WHAT TO DO.
Work out how many lines in the listing below carry the word "tobj". Give that number alone.

=-=-=-=-=

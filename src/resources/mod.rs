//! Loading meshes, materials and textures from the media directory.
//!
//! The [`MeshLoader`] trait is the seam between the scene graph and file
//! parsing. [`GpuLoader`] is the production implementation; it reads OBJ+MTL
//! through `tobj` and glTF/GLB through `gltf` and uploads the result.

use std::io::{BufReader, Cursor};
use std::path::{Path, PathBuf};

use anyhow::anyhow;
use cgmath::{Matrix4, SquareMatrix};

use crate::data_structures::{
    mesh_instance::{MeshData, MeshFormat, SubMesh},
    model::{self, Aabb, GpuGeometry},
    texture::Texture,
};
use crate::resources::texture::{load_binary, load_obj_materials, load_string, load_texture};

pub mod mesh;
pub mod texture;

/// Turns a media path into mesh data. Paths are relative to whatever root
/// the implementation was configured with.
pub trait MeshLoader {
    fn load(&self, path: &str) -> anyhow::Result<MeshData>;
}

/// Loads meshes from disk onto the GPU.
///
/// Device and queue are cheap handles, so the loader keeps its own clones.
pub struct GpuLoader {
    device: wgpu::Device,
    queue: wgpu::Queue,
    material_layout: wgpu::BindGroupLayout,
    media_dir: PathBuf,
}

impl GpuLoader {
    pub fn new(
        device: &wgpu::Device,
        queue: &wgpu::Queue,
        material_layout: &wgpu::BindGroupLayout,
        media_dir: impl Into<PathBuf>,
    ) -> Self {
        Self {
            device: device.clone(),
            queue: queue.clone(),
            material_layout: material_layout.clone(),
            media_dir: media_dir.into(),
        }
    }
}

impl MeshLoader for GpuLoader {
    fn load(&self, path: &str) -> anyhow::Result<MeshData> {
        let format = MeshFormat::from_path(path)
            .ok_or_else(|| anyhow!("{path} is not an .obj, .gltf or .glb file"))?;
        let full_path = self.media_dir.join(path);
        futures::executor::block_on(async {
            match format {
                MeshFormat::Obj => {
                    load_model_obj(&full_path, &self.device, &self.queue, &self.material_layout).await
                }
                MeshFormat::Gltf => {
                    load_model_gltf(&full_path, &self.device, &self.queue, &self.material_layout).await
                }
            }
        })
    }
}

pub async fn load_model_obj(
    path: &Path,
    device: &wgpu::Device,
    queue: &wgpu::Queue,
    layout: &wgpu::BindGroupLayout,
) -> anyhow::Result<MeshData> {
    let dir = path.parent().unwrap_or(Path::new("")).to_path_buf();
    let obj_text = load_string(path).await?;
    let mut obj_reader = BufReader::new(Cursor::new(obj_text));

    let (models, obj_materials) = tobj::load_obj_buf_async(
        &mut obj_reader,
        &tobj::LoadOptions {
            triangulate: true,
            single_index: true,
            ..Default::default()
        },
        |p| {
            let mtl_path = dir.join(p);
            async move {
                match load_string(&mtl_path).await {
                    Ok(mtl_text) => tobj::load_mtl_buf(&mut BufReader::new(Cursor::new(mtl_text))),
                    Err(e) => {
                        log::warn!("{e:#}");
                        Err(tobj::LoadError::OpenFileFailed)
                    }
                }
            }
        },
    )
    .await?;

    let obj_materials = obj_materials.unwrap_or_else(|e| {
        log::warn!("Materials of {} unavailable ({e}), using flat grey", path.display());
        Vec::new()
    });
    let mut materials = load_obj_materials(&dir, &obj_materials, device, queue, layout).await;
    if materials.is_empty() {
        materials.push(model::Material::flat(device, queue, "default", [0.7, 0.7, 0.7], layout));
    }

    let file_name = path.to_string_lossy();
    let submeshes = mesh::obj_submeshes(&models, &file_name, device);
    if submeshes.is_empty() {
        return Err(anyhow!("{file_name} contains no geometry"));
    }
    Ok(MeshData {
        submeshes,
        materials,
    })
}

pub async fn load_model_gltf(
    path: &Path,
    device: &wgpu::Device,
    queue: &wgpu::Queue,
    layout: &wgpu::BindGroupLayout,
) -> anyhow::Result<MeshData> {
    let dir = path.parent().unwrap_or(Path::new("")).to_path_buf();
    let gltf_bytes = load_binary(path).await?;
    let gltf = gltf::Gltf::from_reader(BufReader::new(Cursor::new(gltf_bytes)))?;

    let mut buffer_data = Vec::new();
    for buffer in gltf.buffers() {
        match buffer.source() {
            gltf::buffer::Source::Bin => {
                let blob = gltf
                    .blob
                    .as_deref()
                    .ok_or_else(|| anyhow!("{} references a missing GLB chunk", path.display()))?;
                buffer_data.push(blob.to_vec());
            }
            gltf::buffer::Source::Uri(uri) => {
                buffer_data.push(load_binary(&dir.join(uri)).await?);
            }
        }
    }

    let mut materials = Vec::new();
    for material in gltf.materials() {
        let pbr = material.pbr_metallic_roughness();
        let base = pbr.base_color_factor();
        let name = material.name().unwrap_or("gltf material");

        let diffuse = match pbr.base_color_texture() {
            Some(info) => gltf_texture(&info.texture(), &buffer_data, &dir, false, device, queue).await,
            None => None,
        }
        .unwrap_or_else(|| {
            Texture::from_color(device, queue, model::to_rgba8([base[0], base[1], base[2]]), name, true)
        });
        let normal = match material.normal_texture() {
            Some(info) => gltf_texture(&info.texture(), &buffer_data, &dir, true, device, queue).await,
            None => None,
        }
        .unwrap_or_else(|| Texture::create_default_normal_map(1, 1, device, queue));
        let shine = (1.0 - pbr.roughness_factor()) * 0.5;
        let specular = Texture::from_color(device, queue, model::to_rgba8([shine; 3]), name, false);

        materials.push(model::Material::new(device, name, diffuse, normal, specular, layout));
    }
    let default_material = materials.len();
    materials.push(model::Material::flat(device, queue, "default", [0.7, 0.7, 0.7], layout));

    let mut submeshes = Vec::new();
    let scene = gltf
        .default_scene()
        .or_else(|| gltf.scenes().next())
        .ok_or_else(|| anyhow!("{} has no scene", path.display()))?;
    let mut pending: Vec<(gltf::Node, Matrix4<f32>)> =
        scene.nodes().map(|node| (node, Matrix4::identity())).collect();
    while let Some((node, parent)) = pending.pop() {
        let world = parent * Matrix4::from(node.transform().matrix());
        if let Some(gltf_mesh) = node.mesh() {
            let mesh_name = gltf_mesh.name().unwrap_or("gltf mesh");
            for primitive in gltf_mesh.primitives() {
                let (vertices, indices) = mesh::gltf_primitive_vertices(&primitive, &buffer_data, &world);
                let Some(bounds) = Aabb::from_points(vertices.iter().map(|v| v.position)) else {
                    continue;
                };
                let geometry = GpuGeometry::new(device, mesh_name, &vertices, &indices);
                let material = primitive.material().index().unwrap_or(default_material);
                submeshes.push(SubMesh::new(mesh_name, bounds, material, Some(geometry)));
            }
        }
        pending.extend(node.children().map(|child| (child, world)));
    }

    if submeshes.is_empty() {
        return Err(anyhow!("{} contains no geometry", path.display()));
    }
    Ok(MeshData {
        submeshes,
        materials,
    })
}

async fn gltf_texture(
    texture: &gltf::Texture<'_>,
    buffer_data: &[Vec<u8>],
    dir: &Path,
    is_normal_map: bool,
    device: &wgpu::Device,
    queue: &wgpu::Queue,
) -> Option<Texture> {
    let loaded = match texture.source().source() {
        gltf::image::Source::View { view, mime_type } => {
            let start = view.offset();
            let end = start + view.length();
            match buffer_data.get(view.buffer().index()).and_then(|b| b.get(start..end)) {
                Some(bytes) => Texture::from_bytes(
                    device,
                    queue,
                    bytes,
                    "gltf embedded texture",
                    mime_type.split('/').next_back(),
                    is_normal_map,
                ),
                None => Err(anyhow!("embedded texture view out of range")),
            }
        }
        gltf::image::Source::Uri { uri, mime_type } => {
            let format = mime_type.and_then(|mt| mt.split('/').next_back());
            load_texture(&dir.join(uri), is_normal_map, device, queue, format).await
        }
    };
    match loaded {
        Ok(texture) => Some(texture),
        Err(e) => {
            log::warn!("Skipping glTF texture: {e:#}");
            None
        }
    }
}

=-=-=-=-=

REPLY TO THE EXERCISE.
5